The legislation will also give the national cyber director a $21 million budget and creates a $100 million Cyber Response and Recovery Fund over the next five years.
The legislation will closely tie cyber with physical investments as the government works to empower cross-sector information sharing, transportation-related security mandates, and identification of the nation's most vulnerable critical infrastructure.
Within two years of the bill passing, the legislation mandates the Administrator of the Federal Highway Administration to develop a tool for transportation authority to identify, detect, protect, and respond to cyber incidents. The tool will incorporate frameworks provided by the National Institute of Standards and Technology (NIST) and coordinate with the Transportation Security Administration (TSA) and CISA.

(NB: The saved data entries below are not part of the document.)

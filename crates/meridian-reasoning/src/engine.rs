use crate::config::ReasoningConfig;
use crate::prompts::StepRequest;
use futures_util::future::join_all;
use meridian_core::{
    AgentTask, InferenceProvider, MeridianError, MeridianResult, ParseOutcome, ReasoningChain,
    ReasoningPattern, Thought, ThoughtType,
};
use std::sync::Arc;
use std::time::Instant;
use tracing::{debug, info, warn};

/// Drives one reasoning pattern for a single task.
///
/// Every step is one call into the inference provider. A failed call yields an
/// error thought instead of aborting the chain, so [`ReasoningEngine::reason`]
/// always returns a completed chain.
pub struct ReasoningEngine {
    provider: Arc<dyn InferenceProvider>,
}

/// Inputs shared by every step of one chain.
#[derive(Clone, Copy)]
struct Scope<'a> {
    task: &'a str,
    context: &'a str,
    config: &'a ReasoningConfig,
}

impl<'a> Scope<'a> {
    fn step(&self, kind: ThoughtType) -> StepRequest<'a> {
        StepRequest::new(kind, self.task, self.context)
    }

    fn model(&self) -> &'a str {
        &self.config.primary_model
    }
}

impl ReasoningEngine {
    pub fn new(provider: Arc<dyn InferenceProvider>) -> Self {
        Self { provider }
    }

    /// Build a completed reasoning chain for `task` with the given pattern.
    pub async fn reason(
        &self,
        task: &AgentTask,
        context: &str,
        pattern: ReasoningPattern,
        config: &ReasoningConfig,
    ) -> ReasoningChain {
        let start = Instant::now();
        let instruction = task.instruction();
        let scope = Scope {
            task: &instruction,
            context,
            config,
        };

        info!(task_id = %task.id, pattern = %pattern, "Reasoning started");

        let mut chain = ReasoningChain::new(task.id.clone(), pattern);
        let outcome = match pattern {
            ReasoningPattern::Linear => self.linear(&mut chain, scope).await,
            ReasoningPattern::ChainOfThought => self.chain_of_thought(&mut chain, scope).await,
            ReasoningPattern::TreeOfThought => self.tree_of_thought(&mut chain, scope).await,
            ReasoningPattern::MultiPerspective => self.multi_perspective(&mut chain, scope).await,
            ReasoningPattern::CritiqueAndRefine => {
                self.critique_and_refine(&mut chain, scope).await
            }
            ReasoningPattern::Ensemble => self.ensemble(&mut chain, scope).await,
        };
        let chain = seal(chain, outcome, start);

        info!(
            task_id = %task.id,
            pattern = %pattern,
            thoughts = chain.thoughts().len(),
            confidence = chain.confidence_score(),
            duration_ms = chain.total_time().as_millis() as u64,
            "Reasoning complete"
        );
        chain
    }

    /// Generate one thought. Never fails: errors become error thoughts.
    async fn think(
        &self,
        request: StepRequest<'_>,
        model: &str,
        config: &ReasoningConfig,
    ) -> Thought {
        let kind = request.kind;
        let prompt = request.render();
        match self.provider.invoke(model, &prompt, &config.params()).await {
            Ok(reply) => {
                let thought = parse_thought(kind, &reply, model, config.fallback_confidence);
                debug!(step = %kind, model = %model, confidence = thought.confidence, "Thought generated");
                thought
            }
            Err(e) => {
                warn!(step = %kind, model = %model, error = %e, "Thought generation failed");
                Thought::error(kind, MeridianError::Generation(e.to_string()), model)
            }
        }
    }

    async fn linear(
        &self,
        chain: &mut ReasoningChain,
        scope: Scope<'_>,
    ) -> MeridianResult<Option<String>> {
        let analysis = self
            .think(scope.step(ThoughtType::Analysis), scope.model(), scope.config)
            .await;
        let decision = decision_of(&analysis);
        chain.add_thought(analysis, None)?;
        Ok(decision)
    }

    async fn chain_of_thought(
        &self,
        chain: &mut ReasoningChain,
        scope: Scope<'_>,
    ) -> MeridianResult<Option<String>> {
        let mut steps = vec![
            ThoughtType::Observation,
            ThoughtType::Hypothesis,
            ThoughtType::Analysis,
        ];
        if scope.config.include_critique {
            steps.push(ThoughtType::Critique);
        }
        steps.push(ThoughtType::Synthesis);

        let mut parent: Option<String> = None;
        let mut decision = None;
        for kind in steps {
            let thought = {
                let prior: Vec<&Thought> = chain.thoughts().iter().collect();
                self.think(scope.step(kind).after(prior), scope.model(), scope.config)
                    .await
            };
            decision = decision_of(&thought);
            parent = Some(chain.add_thought(thought, parent.as_deref())?);
        }
        Ok(decision)
    }

    async fn tree_of_thought(
        &self,
        chain: &mut ReasoningChain,
        scope: Scope<'_>,
    ) -> MeridianResult<Option<String>> {
        let model = scope.model();
        let observation = self
            .think(scope.step(ThoughtType::Observation), model, scope.config)
            .await;

        let branches = scope.config.tree_branches.max(1);
        let grown = join_all((0..branches).map(|i| {
            let observation = &observation;
            async move {
                let focus = format!("approach {} of {}", i + 1, branches);
                let hypothesis = self
                    .think(
                        scope
                            .step(ThoughtType::Hypothesis)
                            .after([observation])
                            .focus(focus.clone()),
                        model,
                        scope.config,
                    )
                    .await;
                let analysis = self
                    .think(
                        scope
                            .step(ThoughtType::Analysis)
                            .after([observation, &hypothesis])
                            .focus(focus),
                        model,
                        scope.config,
                    )
                    .await;
                (hypothesis, analysis)
            }
        }))
        .await;

        let root = chain.add_thought(observation, None)?;
        let mut best: Option<(String, f64)> = None;
        for (hypothesis, analysis) in grown {
            let confidence = analysis.confidence;
            let hypothesis_id = chain.add_thought(hypothesis, Some(&root))?;
            let analysis_id = chain.add_thought(analysis, Some(&hypothesis_id))?;
            if best.as_ref().map_or(true, |(_, c)| confidence > *c) {
                best = Some((analysis_id, confidence));
            }
        }
        let Some((best_id, best_confidence)) = best else {
            return Ok(None);
        };
        debug!(branch = %best_id, confidence = best_confidence, "Selected best branch");

        let synthesis = {
            let analysis = chain.thought(&best_id);
            let hypothesis = analysis
                .and_then(|a| a.parent_id.as_deref())
                .and_then(|h| chain.thought(h));
            let prior: Vec<&Thought> = chain
                .thought(&root)
                .into_iter()
                .chain(hypothesis)
                .chain(analysis)
                .collect();
            self.think(scope.step(ThoughtType::Synthesis).after(prior), model, scope.config)
                .await
        };
        let decision = decision_of(&synthesis);
        chain.add_thought(synthesis, Some(&best_id))?;
        Ok(decision)
    }

    async fn multi_perspective(
        &self,
        chain: &mut ReasoningChain,
        scope: Scope<'_>,
    ) -> MeridianResult<Option<String>> {
        let models = scope.config.perspectives();
        let analyses = join_all(models.iter().map(|model| {
            self.think(
                scope
                    .step(ThoughtType::Analysis)
                    .focus(format!("independent perspective of {model}")),
                model,
                scope.config,
            )
        }))
        .await;

        let mut ids = Vec::with_capacity(analyses.len());
        for analysis in analyses {
            ids.push(chain.add_thought(analysis, None)?);
        }

        let synthesis = {
            let prior: Vec<&Thought> = ids.iter().filter_map(|id| chain.thought(id)).collect();
            self.think(
                scope
                    .step(ThoughtType::Synthesis)
                    .after(prior)
                    .focus("merge the perspectives"),
                scope.model(),
                scope.config,
            )
            .await
        };
        let decision = decision_of(&synthesis);
        chain.add_thought(synthesis, None)?;
        Ok(decision)
    }

    async fn critique_and_refine(
        &self,
        chain: &mut ReasoningChain,
        scope: Scope<'_>,
    ) -> MeridianResult<Option<String>> {
        let model = scope.model();
        let initial = self
            .think(scope.step(ThoughtType::Analysis), model, scope.config)
            .await;
        let mut decision = decision_of(&initial);
        let mut current = chain.add_thought(initial, None)?;

        let rounds = scope.config.max_refinements;
        for round in 1..=rounds {
            let critique = self
                .think(
                    scope
                        .step(ThoughtType::Critique)
                        .after(chain.thought(&current)),
                    model,
                    scope.config,
                )
                .await;
            let critique_id = chain.add_thought(critique, Some(&current))?;

            let refined = {
                let prior = chain
                    .thought(&current)
                    .into_iter()
                    .chain(chain.thought(&critique_id));
                self.think(
                    scope
                        .step(ThoughtType::Analysis)
                        .after(prior)
                        .focus(format!("refinement {round} of {rounds}")),
                    model,
                    scope.config,
                )
                .await
            };
            let confidence = refined.confidence;
            if let Some(text) = decision_of(&refined) {
                decision = Some(text);
            }
            current = chain.add_thought(refined, Some(&critique_id))?;

            if confidence > scope.config.refine_threshold {
                debug!(round, confidence, "Refinement cleared threshold");
                break;
            }
        }
        Ok(decision)
    }

    async fn ensemble(
        &self,
        chain: &mut ReasoningChain,
        scope: Scope<'_>,
    ) -> MeridianResult<Option<String>> {
        let task_id = chain.task_id().to_string();

        let cot = async {
            let start = Instant::now();
            let mut sub = ReasoningChain::new(task_id.as_str(), ReasoningPattern::ChainOfThought);
            let outcome = self.chain_of_thought(&mut sub, scope).await;
            seal(sub, outcome, start)
        };
        let perspectives = async {
            let start = Instant::now();
            let mut sub = ReasoningChain::new(task_id.as_str(), ReasoningPattern::MultiPerspective);
            let outcome = self.multi_perspective(&mut sub, scope).await;
            seal(sub, outcome, start)
        };
        let (cot, perspectives) = tokio::join!(cot, perspectives);

        let conclusions: Vec<String> = [&cot, &perspectives]
            .iter()
            .filter_map(|sub| sub.thoughts().last().map(|t| t.id.clone()))
            .collect();
        chain.absorb(cot)?;
        chain.absorb(perspectives)?;

        let synthesis = {
            let prior: Vec<&Thought> = conclusions
                .iter()
                .filter_map(|id| chain.thought(id))
                .collect();
            self.think(
                scope
                    .step(ThoughtType::Synthesis)
                    .after(prior)
                    .focus("combine the step-by-step and multi-perspective conclusions"),
                scope.model(),
                scope.config,
            )
            .await
        };
        let decision = decision_of(&synthesis);
        chain.add_thought(synthesis, None)?;
        Ok(decision)
    }
}

/// Complete a chain, logging a structural failure instead of returning it.
fn seal(
    chain: ReasoningChain,
    outcome: MeridianResult<Option<String>>,
    start: Instant,
) -> ReasoningChain {
    let decision = match outcome {
        Ok(decision) => decision,
        Err(e) => {
            warn!(task_id = %chain.task_id(), error = %e, "Reasoning chain stopped early");
            chain
                .thoughts()
                .iter()
                .rev()
                .find(|t| !t.is_error)
                .map(|t| t.content.clone())
        }
    };
    chain.complete(decision, start.elapsed())
}

/// Error thoughts never become a decision.
fn decision_of(thought: &Thought) -> Option<String> {
    (!thought.is_error).then(|| thought.content.clone())
}

/// Turn a model reply into a thought.
///
/// Expects `{"content": ..., "confidence": ...}`; anything else is taken as
/// plain content with the fallback confidence.
pub(crate) fn parse_thought(
    kind: ThoughtType,
    reply: &str,
    model: &str,
    fallback_confidence: f64,
) -> Thought {
    let text = reply.trim();
    if text.is_empty() {
        return Thought::error(
            kind,
            MeridianError::Generation("empty reply".to_string()),
            model,
        );
    }
    let outcome = ParseOutcome::json_object(text, serde_json::json!({ "content": text }));
    let content = outcome
        .str_field("content")
        .filter(|c| !c.trim().is_empty())
        .unwrap_or(text)
        .to_string();
    let confidence = outcome
        .unit_field("confidence")
        .unwrap_or(fallback_confidence);
    Thought::new(kind, content, confidence, model)
}

#[cfg(test)]
mod tests {
    use super::*;

    #[test]
    fn test_parse_thought_json() {
        let t = parse_thought(
            ThoughtType::Analysis,
            r#"{"content": "it holds", "confidence": 0.9}"#,
            "m",
            0.5,
        );
        assert_eq!(t.content, "it holds");
        assert!((t.confidence - 0.9).abs() < 1e-9);
        assert!(!t.is_error);
    }

    #[test]
    fn test_parse_thought_plain_text_uses_fallback() {
        let t = parse_thought(ThoughtType::Hypothesis, "  maybe gravity  ", "m", 0.5);
        assert_eq!(t.content, "maybe gravity");
        assert!((t.confidence - 0.5).abs() < 1e-9);
    }

    #[test]
    fn test_parse_thought_empty_reply_is_error() {
        let t = parse_thought(ThoughtType::Synthesis, "   ", "m", 0.5);
        assert!(t.is_error);
        assert_eq!(t.confidence, 0.0);
    }

    #[test]
    fn test_parse_thought_json_without_content_keeps_raw() {
        let t = parse_thought(ThoughtType::Analysis, r#"{"confidence": 2}"#, "m", 0.5);
        assert_eq!(t.content, r#"{"confidence": 2}"#);
        assert_eq!(t.confidence, 1.0);
    }

    #[test]
    fn test_error_thought_has_no_decision() {
        let t = Thought::error(ThoughtType::Analysis, "down", "m");
        assert!(decision_of(&t).is_none());
        let ok = Thought::new(ThoughtType::Analysis, "fine", 0.4, "m");
        assert_eq!(decision_of(&ok).as_deref(), Some("fine"));
    }
}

The bill calls on a public-private sector partnership for electric utilities, to in part develop voluntary implementation of maturity models, self assessments, auditing methods, and advancing the cybersecurity of third-party vendors manufacturing components for the grid.
The bill's cyber inclusion comes as congress is pushing for more cybersecurity regulation.
With the FY2022 National Defense Authorization Act (NDAA) pending, congress has the opportunity to plug pieces of their cyber legislation into the annual bill. At least one part of the Cyber Incident Reporting Act of 2021, introduced by Senators Gary Peters, D-Mich., and Rob Portman, R-Ohio, is expected to make it into the NDAA as an amendment, with the support of Senators Mark Warner, D-Va., Susan Collins, R-Maine, and Krysten Sinema, D-Ariz.
The amendment would require civilian federal agencies and critical infrastructure owners and operators to report any covered cyber incident, meaning a confirmed cyberattack, within 72 hours after the victim organization "reasonably believes" when the incident happened to CISA. Organizations will also have to report ransom payments to CISA no later than 24 hours post-payment.